DATASET CONTENT Start Marker
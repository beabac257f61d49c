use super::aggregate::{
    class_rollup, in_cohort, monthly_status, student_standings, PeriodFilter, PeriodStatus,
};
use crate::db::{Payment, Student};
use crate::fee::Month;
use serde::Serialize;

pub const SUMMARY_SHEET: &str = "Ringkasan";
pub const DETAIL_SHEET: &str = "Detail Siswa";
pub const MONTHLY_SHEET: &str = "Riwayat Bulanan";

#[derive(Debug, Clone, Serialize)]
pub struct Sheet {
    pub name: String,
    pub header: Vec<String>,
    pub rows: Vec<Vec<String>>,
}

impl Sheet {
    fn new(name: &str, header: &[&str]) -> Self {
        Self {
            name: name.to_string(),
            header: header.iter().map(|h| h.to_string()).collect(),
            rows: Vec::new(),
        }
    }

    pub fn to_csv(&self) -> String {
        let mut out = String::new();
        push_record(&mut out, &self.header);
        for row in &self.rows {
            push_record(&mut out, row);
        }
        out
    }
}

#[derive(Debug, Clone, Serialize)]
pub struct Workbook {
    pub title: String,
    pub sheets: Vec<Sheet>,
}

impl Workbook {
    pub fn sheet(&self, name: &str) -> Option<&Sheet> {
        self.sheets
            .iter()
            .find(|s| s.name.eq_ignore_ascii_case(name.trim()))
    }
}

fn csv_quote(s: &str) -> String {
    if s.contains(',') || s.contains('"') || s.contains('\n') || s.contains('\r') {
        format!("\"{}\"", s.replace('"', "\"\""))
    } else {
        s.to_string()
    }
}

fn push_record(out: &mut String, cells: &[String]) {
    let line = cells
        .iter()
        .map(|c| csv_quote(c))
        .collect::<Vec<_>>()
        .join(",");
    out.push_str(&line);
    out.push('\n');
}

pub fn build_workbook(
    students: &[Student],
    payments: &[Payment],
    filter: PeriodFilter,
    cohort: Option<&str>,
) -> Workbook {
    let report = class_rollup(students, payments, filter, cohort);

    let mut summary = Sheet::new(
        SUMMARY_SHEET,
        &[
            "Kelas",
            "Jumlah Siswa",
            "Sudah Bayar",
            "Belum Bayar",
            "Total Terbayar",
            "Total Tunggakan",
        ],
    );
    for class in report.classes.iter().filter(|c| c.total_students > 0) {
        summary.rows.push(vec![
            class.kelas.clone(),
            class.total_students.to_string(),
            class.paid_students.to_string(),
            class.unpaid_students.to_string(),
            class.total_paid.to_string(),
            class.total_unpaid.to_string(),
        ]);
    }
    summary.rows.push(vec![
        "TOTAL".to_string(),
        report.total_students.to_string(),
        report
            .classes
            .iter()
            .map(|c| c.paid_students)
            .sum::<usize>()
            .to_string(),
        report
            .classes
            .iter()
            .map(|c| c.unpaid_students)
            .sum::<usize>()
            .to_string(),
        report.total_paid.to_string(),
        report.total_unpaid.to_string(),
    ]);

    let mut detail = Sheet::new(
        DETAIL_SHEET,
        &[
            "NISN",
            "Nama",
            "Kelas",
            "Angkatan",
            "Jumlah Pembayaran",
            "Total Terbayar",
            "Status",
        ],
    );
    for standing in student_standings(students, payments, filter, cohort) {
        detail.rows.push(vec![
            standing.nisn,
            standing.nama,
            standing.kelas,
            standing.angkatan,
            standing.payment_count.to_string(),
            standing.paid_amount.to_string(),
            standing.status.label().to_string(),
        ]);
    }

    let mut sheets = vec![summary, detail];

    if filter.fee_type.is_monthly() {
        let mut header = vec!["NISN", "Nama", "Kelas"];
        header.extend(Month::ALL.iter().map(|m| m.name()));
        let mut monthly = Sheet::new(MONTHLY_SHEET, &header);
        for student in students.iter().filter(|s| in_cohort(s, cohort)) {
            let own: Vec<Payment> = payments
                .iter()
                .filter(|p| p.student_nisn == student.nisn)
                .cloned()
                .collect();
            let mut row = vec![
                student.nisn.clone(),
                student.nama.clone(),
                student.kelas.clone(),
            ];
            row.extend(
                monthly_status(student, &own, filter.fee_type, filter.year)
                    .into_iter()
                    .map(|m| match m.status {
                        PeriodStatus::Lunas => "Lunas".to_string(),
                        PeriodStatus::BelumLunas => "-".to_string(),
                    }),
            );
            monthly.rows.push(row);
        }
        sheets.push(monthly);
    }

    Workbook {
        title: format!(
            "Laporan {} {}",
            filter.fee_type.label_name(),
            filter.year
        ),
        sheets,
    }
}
DATASET CONTENT End Marker
The data above should be output exactly, with each line intact.

repository beabac257f61d49c
use super::aggregate::{
    class_rollup, in_cohort, monthly_status, student_standings, PeriodFilter, PeriodStatus,
};
use crate::db::{Payment, Student};
use crate::fee::Month;
use serde::Serialize;

pub const SUMMARY_SHEET: &str = "Ringkasan";
pub const DETAIL_SHEET: &str = "Detail Siswa";
pub const MONTHLY_SHEET: &str = "Riwayat Bulanan";

#[derive(Debug, Clone, Serialize)]
pub struct Sheet {
    pub name: String,
    pub header: Vec<String>,
    pub rows: Vec<Vec<String>>,
}

impl Sheet {
    fn new(name: &str, header: &[&str]) -> Self {
        Self {
            name: name.to_string(),
            header: header.iter().map(|h| h.to_string()).collect(),
            rows: Vec::new(),
        }
    }

    pub fn to_csv(&self) -> String {
        let mut out = String::new();
        push_record(&mut out, &self.header);
        for row in &self.rows {
            push_record(&mut out, row);
        }
        out
    }
}

#[derive(Debug, Clone, Serialize)]
pub struct Workbook {
    pub title: String,
    pub sheets: Vec<Sheet>,
}

impl Workbook {
    pub fn sheet(&self, name: &str) -> Option<&Sheet> {
        self.sheets
            .iter()
            .find(|s| s.name.eq_ignore_ascii_case(name.trim()))
    }
}

fn csv_quote(s: &str) -> String {
    if s.contains(',') || s.contains('"') || s.contains('\n') || s.contains('\r') {
        format!("\"{}\"", s.replace('"', "\"\""))
    } else {
        s.to_string()
    }
}

fn push_record(out: &mut String, cells: &[String]) {
    let line = cells
        .iter()
        .map(|c| csv_quote(c))
        .collect::<Vec<_>>()
        .join(",");
    out.push_str(&line);
    out.push('\n');
}

pub fn build_workbook(
    students: &[Student],
    payments: &[Payment],
    filter: PeriodFilter,
    cohort: Option<&str>,
) -> Workbook {
    let report = class_rollup(students, payments, filter, cohort);

    let mut summary = Sheet::new(
        SUMMARY_SHEET,
        &[
            "Kelas",
            "Jumlah Siswa",
            "Sudah Bayar",
            "Belum Bayar",
            "Total Terbayar",
            "Total Tunggakan",
        ],
    );
    for class in report.classes.iter().filter(|c| c.total_students > 0) {
        summary.rows.push(vec![
            class.kelas.clone(),
            class.total_students.to_string(),
            class.paid_students.to_string(),
            class.unpaid_students.to_string(),
            class.total_paid.to_string(),
            class.total_unpaid.to_string(),
        ]);
    }
    summary.rows.push(vec![
        "TOTAL".to_string(),
        report.total_students.to_string(),
        report
            .classes
            .iter()
            .map(|c| c.paid_students)
            .sum::<usize>()
            .to_string(),
        report
            .classes
            .iter()
            .map(|c| c.unpaid_students)
            .sum::<usize>()
            .to_string(),
        report.total_paid.to_string(),
        report.total_unpaid.to_string(),
    ]);

    let mut detail = Sheet::new(
        DETAIL_SHEET,
        &[
            "NISN",
            "Nama",
            "Kelas",
            "Angkatan",
            "Jumlah Pembayaran",
            "Total Terbayar",
            "Status",
        ],
    );
    for standing in student_standings(students, payments, filter, cohort) {
        detail.rows.push(vec![
            standing.nisn,
            standing.nama,
            standing.kelas,
            standing.angkatan,
            standing.payment_count.to_string(),
            standing.paid_amount.to_string(),
            standing.status.label().to_string(),
        ]);
    }

    let mut sheets = vec![summary, detail];

    if filter.fee_type.is_monthly() {
        let mut header = vec!["NISN", "Nama", "Kelas"];
        header.extend(Month::ALL.iter().map(|m| m.name()));
        let mut monthly = Sheet::new(MONTHLY_SHEET, &header);
        for student in students.iter().filter(|s| in_cohort(s, cohort)) {
            let own: Vec<Payment> = payments
                .iter()
                .filter(|p| p.student_nisn == student.nisn)
                .cloned()
                .collect();
            let mut row = vec![
                student.nisn.clone(),
                student.nama.clone(),
                student.kelas.clone(),
            ];
            row.extend(
                monthly_status(student, &own, filter.fee_type, filter.year)
                    .into_iter()
                    .map(|m| match m.status {
                        PeriodStatus::Lunas => "Lunas".to_string(),
                        PeriodStatus::BelumLunas => "-".to_string(),
                    }),
            );
            monthly.rows.push(row);
        }
        sheets.push(monthly);
    }

    Workbook {
        title: format!(
            "Laporan {} {}",
            filter.fee_type.label_name(),
            filter.year
        ),
        sheets,
    }
}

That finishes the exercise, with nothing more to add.